24 abril 2005

Clandestino

Oh São só te posso dizer que nós vivíamos cada dia como se desconhecessemos se havia manhã seguinte, pela nostalgia da guerrilha que não vivemos por sermos apenas crianças em 1974.

Com toda a franqueza São, na rotina de um dia fraco, outro forte, ambos nos deitávamos com quem nos esboçasse um sorriso terno, alinhavasse meia dúzia de ideias com nexo e através do corpo nos comunicasse o desejo de fazer da efemeridade da vida uns momentos de eternidade.

Como clandestinos, marcávamos encontros sempre em sítios díspares do país, por acaso ou não, sempre com mais quilómetros para o lado dele do que para o meu.

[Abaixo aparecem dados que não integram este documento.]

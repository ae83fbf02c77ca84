//! Mock implementations for testing.
//!
//! Deterministic stand-ins for the media stack and the relay, so the handshake
//! can be exercised without sockets or codecs:
//!
//! - [`MockMediaProvider`] / [`MockSession`]: in-memory sessions whose SDP lists
//!   the attached tracks and which emit a fixed number of candidates.
//! - [`MemoryHub`]: an in-process relay; every connected channel receives the
//!   frames sent by the others, after a real encode/decode pass.
//! - [`RecordingSink`]: remembers every stream bound to it.

use async_trait::async_trait;
use dashmap::DashMap;
use std::sync::atomic::{AtomicBool, AtomicU64, Ordering};
use std::sync::{Arc, Mutex};
use std::time::Duration;
use tokio::sync::mpsc;

use crate::channel::{IncomingMessages, SignalingChannel, SignalingConnector, INCOMING_BUFFER};
use crate::error::{CallError, Result};
use crate::media::{
    LocalTrack, MediaKind, MediaSession, MediaSessionProvider, RemoteTrack, SessionConfig,
    SessionEvent, SessionEvents, SESSION_EVENT_BUFFER,
};
use crate::message::{Candidate, SdpKind, SessionDescription, SignalMessage};
use crate::track_handler::OutputSink;

const ICE_URL_SCHEMES: &[&str] = &["stun:", "stuns:", "turn:", "turns:"];

fn lock<T>(mutex: &Mutex<T>) -> std::sync::MutexGuard<'_, T> {
    mutex.lock().unwrap_or_else(|poisoned| poisoned.into_inner())
}

/// Polls `condition` every 10ms until it holds or `timeout` elapses.
pub async fn wait_until<F>(timeout: Duration, condition: F) -> bool
where
    F: Fn() -> bool,
{
    let deadline = tokio::time::Instant::now() + timeout;
    loop {
        if condition() {
            return true;
        }
        if tokio::time::Instant::now() >= deadline {
            return false;
        }
        tokio::time::sleep(Duration::from_millis(10)).await;
    }
}

/// Mock media provider for testing.
pub struct MockMediaProvider {
    label: String,
    candidates_per_session: usize,
    fail_media: AtomicBool,
    sessions: Mutex<Vec<Arc<MockSession>>>,
}

impl MockMediaProvider {
    /// A provider whose sessions each discover two candidates.
    pub fn new(label: &str) -> Self {
        Self {
            label: label.to_string(),
            candidates_per_session: 2,
            fail_media: AtomicBool::new(false),
            sessions: Mutex::new(Vec::new()),
        }
    }

    pub fn with_candidates(mut self, count: usize) -> Self {
        self.candidates_per_session = count;
        self
    }

    /// Makes `acquire_local_media` fail, like a denied camera permission.
    pub fn fail_media(&self, fail: bool) {
        self.fail_media.store(fail, Ordering::SeqCst);
    }

    /// Every session created so far, oldest first.
    pub fn sessions(&self) -> Vec<Arc<MockSession>> {
        lock(&self.sessions).clone()
    }

    pub fn last_session(&self) -> Option<Arc<MockSession>> {
        lock(&self.sessions).last().cloned()
    }
}

#[async_trait]
impl MediaSessionProvider for MockMediaProvider {
    async fn acquire_local_media(&self) -> Result<Vec<LocalTrack>> {
        if self.fail_media.load(Ordering::SeqCst) {
            return Err(CallError::MediaAcquisition(
                "permission denied by user".to_string(),
            ));
        }
        let stream_id = format!("{}-stream", self.label);
        Ok(vec![
            LocalTrack {
                kind: MediaKind::Audio,
                track_id: format!("{}-audio", self.label),
                stream_id: stream_id.clone(),
            },
            LocalTrack {
                kind: MediaKind::Video,
                track_id: format!("{}-video", self.label),
                stream_id,
            },
        ])
    }

    async fn create_session(
        &self,
        config: &SessionConfig,
    ) -> Result<(Arc<dyn MediaSession>, SessionEvents)> {
        for url in &config.ice_servers {
            if !ICE_URL_SCHEMES.iter().any(|scheme| url.starts_with(scheme)) {
                return Err(CallError::Session(format!(
                    "unsupported assist server url '{}'",
                    url
                )));
            }
        }

        let (tx, rx) = mpsc::channel(SESSION_EVENT_BUFFER);
        let session = Arc::new(MockSession {
            label: self.label.clone(),
            candidates: self.candidates_per_session,
            ice_servers: config.ice_servers.clone(),
            events: tx,
            state: Mutex::new(MockState::default()),
        });
        lock(&self.sessions).push(session.clone());
        Ok((session, rx))
    }
}

#[derive(Default)]
struct MockState {
    local: Option<SessionDescription>,
    remote: Option<SessionDescription>,
    tracks: Vec<LocalTrack>,
    applied: Vec<Candidate>,
    closed: bool,
}

/// In-memory media session.
///
/// Its SDP carries one `a=track:<kind> <stream> <track>` line per local track;
/// applying a remote description with such lines emits `TrackReceived` for each.
pub struct MockSession {
    label: String,
    candidates: usize,
    ice_servers: Vec<String>,
    events: mpsc::Sender<SessionEvent>,
    state: Mutex<MockState>,
}

impl MockSession {
    pub fn ice_servers(&self) -> Vec<String> {
        self.ice_servers.clone()
    }

    pub fn applied_candidates(&self) -> Vec<Candidate> {
        lock(&self.state).applied.clone()
    }

    pub fn local_tracks(&self) -> Vec<LocalTrack> {
        lock(&self.state).tracks.clone()
    }

    pub fn local_description(&self) -> Option<SessionDescription> {
        lock(&self.state).local.clone()
    }

    pub fn remote_description(&self) -> Option<SessionDescription> {
        lock(&self.state).remote.clone()
    }

    pub fn is_closed(&self) -> bool {
        lock(&self.state).closed
    }

    /// The candidates this session announces once its local description is set.
    pub fn local_candidates(&self) -> Vec<Candidate> {
        (0..self.candidates)
            .map(|i| Candidate {
                candidate: format!(
                    "candidate:{}{} 1 udp 2130706431 127.0.0.1 {} typ host",
                    self.label,
                    i,
                    50000 + i
                ),
                sdp_mid: Some("0".to_string()),
                sdp_mline_index: Some(0),
                username_fragment: None,
            })
            .collect()
    }

    fn emit(&self, event: SessionEvent) {
        if let Err(e) = self.events.try_send(event) {
            tracing::warn!(session = %self.label, error = %e, "Mock session event dropped");
        }
    }

    fn render_sdp(&self, tracks: &[LocalTrack]) -> String {
        let mut sdp = format!(
            "v=0\r\no=mock-{} 0 0 IN IP4 127.0.0.1\r\ns=-\r\n",
            self.label
        );
        for track in tracks {
            sdp.push_str(&format!(
                "a=track:{} {} {}\r\n",
                track.kind, track.stream_id, track.track_id
            ));
        }
        sdp
    }
}

fn parse_tracks(sdp: &str) -> Vec<RemoteTrack> {
    sdp.lines()
        .filter_map(|line| line.strip_prefix("a=track:"))
        .filter_map(|rest| {
            let mut parts = rest.split_whitespace();
            let kind = parts.next()?;
            let stream_id = parts.next()?;
            let track_id = parts.next()?;
            Some(RemoteTrack {
                kind: MediaKind::from(kind),
                track_id: track_id.to_string(),
                stream_id: stream_id.to_string(),
            })
        })
        .collect()
}

fn ensure_well_formed(desc: &SessionDescription) -> Result<()> {
    if desc.sdp.starts_with("v=0") {
        Ok(())
    } else {
        Err(CallError::InvalidDescription(format!(
            "{} does not start with a version line",
            desc.kind
        )))
    }
}

#[async_trait]
impl MediaSession for MockSession {
    async fn add_local_track(&self, track: LocalTrack) -> Result<()> {
        let mut state = lock(&self.state);
        if state.closed {
            return Err(CallError::Closed);
        }
        state.tracks.push(track);
        Ok(())
    }

    async fn create_offer(&self) -> Result<SessionDescription> {
        let state = lock(&self.state);
        if state.closed {
            return Err(CallError::Closed);
        }
        if state.tracks.is_empty() {
            return Err(CallError::Session(
                "no local tracks attached to offer".to_string(),
            ));
        }
        Ok(SessionDescription::offer(self.render_sdp(&state.tracks)))
    }

    async fn create_answer(&self) -> Result<SessionDescription> {
        let state = lock(&self.state);
        if state.closed {
            return Err(CallError::Closed);
        }
        match &state.remote {
            Some(remote) if remote.kind == SdpKind::Offer => {
                Ok(SessionDescription::answer(self.render_sdp(&state.tracks)))
            }
            _ => Err(CallError::InvalidDescription(
                "cannot answer without a remote offer".to_string(),
            )),
        }
    }

    async fn set_local_description(&self, desc: SessionDescription) -> Result<()> {
        {
            let mut state = lock(&self.state);
            if state.closed {
                return Err(CallError::Closed);
            }
            ensure_well_formed(&desc)?;
            if desc.kind == SdpKind::Answer
                && !matches!(&state.remote, Some(remote) if remote.kind == SdpKind::Offer)
            {
                return Err(CallError::InvalidDescription(
                    "local answer without a remote offer".to_string(),
                ));
            }
            state.local = Some(desc);
        }

        for candidate in self.local_candidates() {
            self.emit(SessionEvent::CandidateDiscovered(candidate));
        }
        self.emit(SessionEvent::GatheringComplete);
        Ok(())
    }

    async fn set_remote_description(&self, desc: SessionDescription) -> Result<()> {
        let tracks = {
            let mut state = lock(&self.state);
            if state.closed {
                return Err(CallError::Closed);
            }
            ensure_well_formed(&desc)?;
            match desc.kind {
                SdpKind::Answer => {
                    if !matches!(&state.local, Some(local) if local.kind == SdpKind::Offer) {
                        return Err(CallError::InvalidDescription(
                            "answer received before any local offer".to_string(),
                        ));
                    }
                }
                SdpKind::Offer => {
                    if state.local.is_some() {
                        return Err(CallError::InvalidDescription(
                            "offer collides with a local description".to_string(),
                        ));
                    }
                }
            }
            let tracks = parse_tracks(&desc.sdp);
            state.remote = Some(desc);
            tracks
        };

        for track in tracks {
            self.emit(SessionEvent::TrackReceived(track));
        }
        Ok(())
    }

    async fn add_candidate(&self, candidate: Candidate) -> Result<()> {
        let mut state = lock(&self.state);
        if state.closed {
            return Err(CallError::Closed);
        }
        if state.remote.is_none() {
            return Err(CallError::CandidateRejected(
                "remote description not set".to_string(),
            ));
        }
        state.applied.push(candidate);
        Ok(())
    }

    async fn close(&self) -> Result<()> {
        lock(&self.state).closed = true;
        Ok(())
    }
}

struct HubInner {
    clients: DashMap<u64, mpsc::Sender<SignalMessage>>,
    next_id: AtomicU64,
    frames: Mutex<Vec<String>>,
    refuse: AtomicBool,
    failing_kinds: Mutex<Vec<String>>,
}

/// In-process relay: a frame sent by one channel reaches every other channel.
#[derive(Clone)]
pub struct MemoryHub {
    inner: Arc<HubInner>,
}

impl Default for MemoryHub {
    fn default() -> Self {
        Self::new()
    }
}

impl MemoryHub {
    pub fn new() -> Self {
        Self {
            inner: Arc::new(HubInner {
                clients: DashMap::new(),
                next_id: AtomicU64::new(0),
                frames: Mutex::new(Vec::new()),
                refuse: AtomicBool::new(false),
                failing_kinds: Mutex::new(Vec::new()),
            }),
        }
    }

    pub fn client_count(&self) -> usize {
        self.inner.clients.len()
    }

    /// Every text frame sent through the hub, in order.
    pub fn frames(&self) -> Vec<String> {
        lock(&self.inner.frames).clone()
    }

    /// Makes subsequent `connect` calls fail, like an unreachable relay.
    pub fn refuse_connections(&self, refuse: bool) {
        self.inner.refuse.store(refuse, Ordering::SeqCst);
    }

    /// Makes every send of a message with this `type` fail with a transport error.
    pub fn fail_sends_of(&self, kind: &str) {
        lock(&self.inner.failing_kinds).push(kind.to_string());
    }

    fn rejects(&self, message: &SignalMessage) -> bool {
        let kind = match message {
            SignalMessage::Offer { .. } => "offer",
            SignalMessage::Answer { .. } => "answer",
            SignalMessage::Candidate { .. } => "candidate",
        };
        lock(&self.inner.failing_kinds).iter().any(|k| k == kind)
    }

    fn deliver(&self, from: u64, text: &str) -> Result<()> {
        lock(&self.inner.frames).push(text.to_string());
        for client in self.inner.clients.iter() {
            if *client.key() == from {
                continue;
            }
            let message = SignalMessage::decode(text)?;
            if client.value().try_send(message).is_err() {
                tracing::warn!(client = *client.key(), "Memory hub dropped a frame");
            }
        }
        Ok(())
    }
}

#[async_trait]
impl SignalingConnector for MemoryHub {
    async fn connect(&self, url: &str) -> Result<(Arc<dyn SignalingChannel>, IncomingMessages)> {
        if self.inner.refuse.load(Ordering::SeqCst) {
            return Err(CallError::Transport(format!("connection to {} refused", url)));
        }
        let id = self.inner.next_id.fetch_add(1, Ordering::SeqCst);
        let (tx, rx) = mpsc::channel(INCOMING_BUFFER);
        self.inner.clients.insert(id, tx);
        let channel = MemoryChannel {
            id,
            hub: self.clone(),
            closed: AtomicBool::new(false),
        };
        Ok((Arc::new(channel), rx))
    }
}

/// One endpoint of a [`MemoryHub`].
pub struct MemoryChannel {
    id: u64,
    hub: MemoryHub,
    closed: AtomicBool,
}

#[async_trait]
impl SignalingChannel for MemoryChannel {
    async fn send(&self, message: &SignalMessage) -> Result<()> {
        if self.is_closed() {
            return Err(CallError::Closed);
        }
        if self.hub.rejects(message) {
            return Err(CallError::Transport("send failed".to_string()));
        }
        let text = message.encode()?;
        self.hub.deliver(self.id, &text)
    }

    async fn close(&self) {
        if !self.closed.swap(true, Ordering::SeqCst) {
            self.hub.inner.clients.remove(&self.id);
        }
    }

    fn is_closed(&self) -> bool {
        self.closed.load(Ordering::SeqCst)
    }
}

/// Output sink that remembers what it was given.
#[derive(Default)]
pub struct RecordingSink {
    attached: Mutex<Vec<RemoteTrack>>,
}

impl RecordingSink {
    pub fn attached(&self) -> Vec<RemoteTrack> {
        lock(&self.attached).clone()
    }
}

impl OutputSink for RecordingSink {
    fn attach(&self, track: &RemoteTrack) {
        lock(&self.attached).push(track.clone());
    }
}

Na sua querida presença, ritualmente eu observava a sua criteriosa preparação do charro de haxe marroquino que depois de aceso, passávamos um ao outro, passando em revista o que tinham sido as nossas vidas desde a última vez. Pouco importava se era uma espaçosa cama ou uma enxerga rangente que acolhia o embate dos nossos músculos e ossos, em mãos desgovernadas palpando cada centímetro da pele ansiada. Da boca ao sexo e do sexo à boca, era um vaivém ininterrupto que nos fazia girar costas com peito em jeito fetal, púbis com púbis ou seios à mercê da boca, olhos nos olhos até balbuciarmos amen.

Eu não te disse antes, São mas ele costumava dedicar-me poemas entre os muitos que fazia. Um dia, mostrou-me para que comentasse, um pequenito, dedicado a uma amiga de infância e actual vizinha, seguidora de preceitos religiosos e casada com um traste que infernizava a vida a ela e aos filhos. E porra, São, tu acreditas que eu não consegui impedir um acesso de ciumite que me toldava os olhitos e nem saber ler me deixava?...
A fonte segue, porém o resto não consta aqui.